I want to ask why battery open circuit voltage drops when battery is discharged.
For alkaline battery – chemical reactions theoretically give 1.43V voltage.
(source: wikipedia)
The half-reactions are:
$$Zn(s) + 2OH^−(aq) \rightarrow ZnO(s) + H_2O(l) + 2e^−\ [e° = 1.28\,\mathrm{V}] $$
$$2MnO_2(s) + H_2O(l) + 2e^− \rightarrow Mn_2O_3(s) + 2OH^−(aq)\ [e° = +0.15 \,\mathrm{V}] $$Overall reaction:
$$Zn(s) + 2MnO_2(s) \Leftrightarrow ZnO(s) + Mn_2O_3(s)\ [e° = 1.43\,\mathrm{V}]$$
So – why new alkaline battery have voltage above 1.6V and it drops to 0.85-1V when battery is empty?

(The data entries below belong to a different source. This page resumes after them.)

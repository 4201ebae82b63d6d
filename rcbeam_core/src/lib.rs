//! # rcbeam_core - Reinforced Concrete Beam Design Engine
//!
//! `rcbeam_core` designs reinforced concrete beams to IS 456:2000 (with
//! IS 13920 ductile detailing) and searches reinforcement options for
//! cost, weight, carbon and constructability. All inputs and outputs are
//! JSON-serializable.
//!
//! ## Design Philosophy
//!
//! - **Stateless**: Pure functions that take input and return results
//! - **Deterministic**: Same input, same output, in the same order
//! - **Rich Errors**: Every degenerate value carries a structured diagnostic
//!
//! ## Quick Start
//!
//! ```rust
//! use rcbeam_core::{design_beam, DesignRequest, DesignSettings, LoadDemand, Material, Section};
//!
//! let request = DesignRequest::new(
//!     Section::rectangular(300.0, 450.0, 410.0, 25.0),
//!     Material::new(25.0, 500.0),
//!     vec![LoadDemand::new(120.0, 90.0)],
//! )
//! .with_span(6000.0);
//! let result = design_beam(&request, &DesignSettings::default());
//! assert!(result.is_ok);
//!
//! let json = serde_json::to_string_pretty(&result).unwrap();
//! assert!(json.contains("\"is_ok\": true"));
//! ```
//!
//! ## Modules
//!
//! - [`calculations`] - Flexure, shear, serviceability, detailing and the pipeline
//! - [`optimization`] - Candidate search, Pareto frontier, beam-line standardization
//! - [`tables`] - IS 456 lookup tables
//! - [`materials`] - Concrete, steel and the rebar catalogue
//! - [`section`] - Section geometry, support conditions, exposure
//! - [`settings`] - Tunable design settings
//! - [`units`] - Unit conversions
//! - [`errors`] - Structured error types

pub mod calculations;
pub mod cancel;
pub mod code_refs;
pub mod errors;
pub mod materials;
pub mod optimization;
pub mod section;
pub mod settings;
pub mod tables;
pub mod units;

// Re-export commonly used types at crate root for convenience
pub use calculations::design::{design_batch, design_beam, DesignRequest, DesignResult, LoadDemand};
pub use cancel::CancelToken;
pub use errors::{CalcError, CalcResult, DesignError, ErrorCode, Severity};
pub use materials::Material;
pub use optimization::{optimize, standardize, OptimizationRequest, OptimizationResponse};
pub use section::Section;
pub use settings::DesignSettings;
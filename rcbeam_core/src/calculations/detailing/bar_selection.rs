//! # Bar Selection
//!
//! Deterministic search for the main bars of one beam face.
//!
//! Candidate sets are a single diameter, or two adjacent allowed diameters
//! with at least two of the larger size at the corners. A set is admissible
//! when it provides the required area and fits in `max_layers` layers with
//! the IS 456 26.3.2 clear spacing. All admissible sets are ranked together,
//! so a second layer is used whenever it carries the smallest area; the
//! pipeline then re-checks flexure at the lowered effective depth. The order is:
//!
//! 1. smallest provided area (exact integer key Σ n φ²)
//! 2. fewer distinct diameters
//! 3. lower steel mass, including spacer bars between layers
//! 4. larger maximum diameter
//! 5. fewer bars
//!
//! The final tie-break compares the groups themselves, so the result never
//! depends on enumeration order.

use std::cmp::Ordering;
use std::f64::consts::PI;

use serde::{Deserialize, Serialize};

use crate::materials::rebar::{bar_area_mm2, unit_mass_kg_per_m};
use crate::section::Section;
use crate::settings::DetailingSettings;

/// Minimum vertical clear gap between layers (mm), 26.3.2(b)
const MIN_LAYER_GAP_MM: f64 = 15.0;

/// Bars of one diameter.
#[derive(Debug, Clone, Copy, PartialEq, Eq, Hash, PartialOrd, Ord, Serialize, Deserialize)]
pub struct BarGroup {
    pub diameter_mm: u32,
    pub count: u32,
}

/// A set of main bars for one face, largest diameter first.
#[derive(Debug, Clone, PartialEq, Eq, Hash, PartialOrd, Ord, Serialize, Deserialize)]
pub struct BarCombination {
    pub groups: Vec<BarGroup>,
}

impl BarCombination {
    pub fn single(diameter_mm: u32, count: u32) -> Self {
        BarCombination {
            groups: vec![BarGroup { diameter_mm, count }],
        }
    }

    /// `large` bars at the corners plus `small` bars between them
    pub fn two(large: BarGroup, small: BarGroup) -> Self {
        let (large, small) = if large.diameter_mm >= small.diameter_mm {
            (large, small)
        } else {
            (small, large)
        };
        BarCombination {
            groups: vec![large, small],
        }
    }

    /// Σ n φ², proportional to the area and exact
    pub fn area_key(&self) -> u64 {
        self.groups
            .iter()
            .map(|g| g.count as u64 * (g.diameter_mm as u64).pow(2))
            .sum()
    }

    pub fn area_mm2(&self) -> f64 {
        PI / 4.0 * self.area_key() as f64
    }

    pub fn bar_count(&self) -> u32 {
        self.groups.iter().map(|g| g.count).sum()
    }

    pub fn max_diameter(&self) -> u32 {
        self.groups.iter().map(|g| g.diameter_mm).max().unwrap_or(0)
    }

    pub fn min_diameter(&self) -> u32 {
        self.groups.iter().map(|g| g.diameter_mm).min().unwrap_or(0)
    }

    pub fn distinct_diameters(&self) -> usize {
        let mut d: Vec<u32> = self.groups.iter().map(|g| g.diameter_mm).collect();
        d.sort_unstable();
        d.dedup();
        d.len()
    }

    /// Longitudinal mass per metre of beam (kg/m)
    pub fn mass_kg_per_m(&self) -> f64 {
        self.groups
            .iter()
            .map(|g| g.count as f64 * unit_mass_kg_per_m(g.diameter_mm))
            .sum()
    }

    /// Every bar diameter, largest first
    pub fn bar_diameters(&self) -> Vec<u32> {
        let mut bars: Vec<u32> = self
            .groups
            .iter()
            .flat_map(|g| std::iter::repeat(g.diameter_mm).take(g.count as usize))
            .collect();
        bars.sort_unstable_by(|a, b| b.cmp(a));
        bars
    }
}

impl std::fmt::Display for BarCombination {
    fn fmt(&self, f: &mut std::fmt::Formatter<'_>) -> std::fmt::Result {
        let parts: Vec<String> = self
            .groups
            .iter()
            .map(|g| format!("{}-{}φ", g.count, g.diameter_mm))
            .collect();
        write!(f, "{}", parts.join(" + "))
    }
}

/// One layer of bars as placed.
#[derive(Debug, Clone, PartialEq, Serialize, Deserialize)]
pub struct BarArrangement {
    /// 1 = outermost layer
    pub layer: u32,
    pub bars: Vec<BarGroup>,
    /// Centre-to-centre spacing of adjacent bars (mm)
    pub centre_spacing_mm: f64,
    /// Clear gap between adjacent bars (mm)
    pub clear_spacing_mm: f64,
    /// Distance from the face to the bar centres (mm)
    pub centre_from_face_mm: f64,
}

impl BarArrangement {
    pub fn bar_count(&self) -> u32 {
        self.bars.iter().map(|g| g.count).sum()
    }

    pub fn max_diameter(&self) -> u32 {
        self.bars.iter().map(|g| g.diameter_mm).max().unwrap_or(0)
    }

    pub fn area_mm2(&self) -> f64 {
        self.bars
            .iter()
            .map(|g| g.count as f64 * bar_area_mm2(g.diameter_mm))
            .sum()
    }
}

/// Space available to main bars across one face.
#[derive(Debug, Clone, Copy, PartialEq, Serialize, Deserialize)]
pub struct FaceGeometry {
    /// Width between the inside faces of the stirrup legs (mm)
    pub width_mm: f64,
    /// Face to the inside of the stirrup (cover + stirrup diameter), mm
    pub offset_mm: f64,
}

impl FaceGeometry {
    pub fn for_section(section: &Section, stirrup_diameter_mm: u32) -> Self {
        let offset = section.cover_mm + stirrup_diameter_mm as f64;
        FaceGeometry {
            width_mm: section.width_mm - 2.0 * offset,
            offset_mm: offset,
        }
    }
}

/// Bars of a combination laid out in layers.
#[derive(Debug, Clone, PartialEq, Serialize, Deserialize)]
pub struct LayerPlan {
    pub combination: BarCombination,
    pub layers: Vec<BarArrangement>,
    /// Distance from the face to the centroid of all bars (mm)
    pub centroid_from_face_mm: f64,
    /// Centroid offset from the outer layer centre; lowers the effective depth (mm)
    pub centroid_shift_mm: f64,
    /// Main bar plus spacer bar mass per metre (kg/m)
    pub mass_kg_per_m: f64,
}

impl LayerPlan {
    pub fn provided_area_mm2(&self) -> f64 {
        self.combination.area_mm2()
    }

    pub fn layer_count(&self) -> u32 {
        self.layers.len() as u32
    }
}

/// Minimum horizontal clear spacing: max(φmax, aggregate + 5)
pub fn clear_spacing_required(max_diameter_mm: u32, settings: &DetailingSettings) -> f64 {
    (max_diameter_mm as f64).max(settings.aggregate_size_mm + 5.0)
}

/// Minimum vertical clear gap between layers: max(15, ⅔ aggregate, φmax)
pub fn layer_gap(max_diameter_mm: u32, settings: &DetailingSettings) -> f64 {
    MIN_LAYER_GAP_MM
        .max(2.0 * settings.aggregate_size_mm / 3.0)
        .max(max_diameter_mm as f64)
}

Voltage from chemical reaction (theoretical 1.43V in alkaline) is not constant?
Best Answer
While the equation you cited is indeed the basic reaction by which an alkaline cell works, the actual picture in a commercial cell is much more complicated. As the cell discharges, other reactions come into play that compete with the original reaction, and the external terminal voltage you can measure is a complex function of these various reactions combined with the effects of increasing internal current leakage and rising internal resistance as the concentration and physical distribution of reactants changes.